#### TO DO:
Go through the listing below and gather every line with the word "Loads".

#### PROVIDED DATA:

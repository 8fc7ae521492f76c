use crate::config::types::Config;
use crate::config::validation::validate;
use crate::ConfigError;
use sha2::{Digest, Sha256};
use std::path::Path;

/// Loads and parses a configuration file from the given path
///
/// # Arguments
///
/// * `path` - Path to the TOML configuration file
///
/// # Returns
///
/// * `Ok(Config)` - Successfully loaded and validated configuration
/// * `Err(ConfigError)` - Failed to load, parse, or validate the configuration
///
/// # Example
///
/// ```no_run
/// use std::path::Path;
/// use lantern_crawl::config::load_config;
///
/// let config = load_config(Path::new("lantern.toml")).unwrap();
/// println!("Workers: {}", config.crawler.workers);
/// ```
pub fn load_config(path: &Path) -> Result<Config, ConfigError> {
    let content = std::fs::read_to_string(path)?;
    parse_config(&content)
}

/// Parses and validates configuration from TOML text
pub fn parse_config(content: &str) -> Result<Config, ConfigError> {
    let config: Config = toml::from_str(content)?;
    validate(&config)?;
    Ok(config)
}

/// Computes a SHA-256 hash of the configuration file content
///
/// Stored with each run record so runs made with different settings can be
/// told apart.
pub fn compute_config_hash(path: &Path) -> Result<String, ConfigError> {
    let content = std::fs::read_to_string(path)?;
    let mut hasher = Sha256::new();
    hasher.update(content.as_bytes());
    Ok(hex::encode(hasher.finalize()))
}

/// Loads a configuration and returns both the config and its hash
pub fn load_config_with_hash(path: &Path) -> Result<(Config, String), ConfigError> {
    let config = load_config(path)?;
    let hash = compute_config_hash(path)?;
    Ok((config, hash))
}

#### SOLUTION TO THE EXERCISE:
/// Loads and parses a configuration file from the given path
/// Loads a configuration and returns both the config and its hash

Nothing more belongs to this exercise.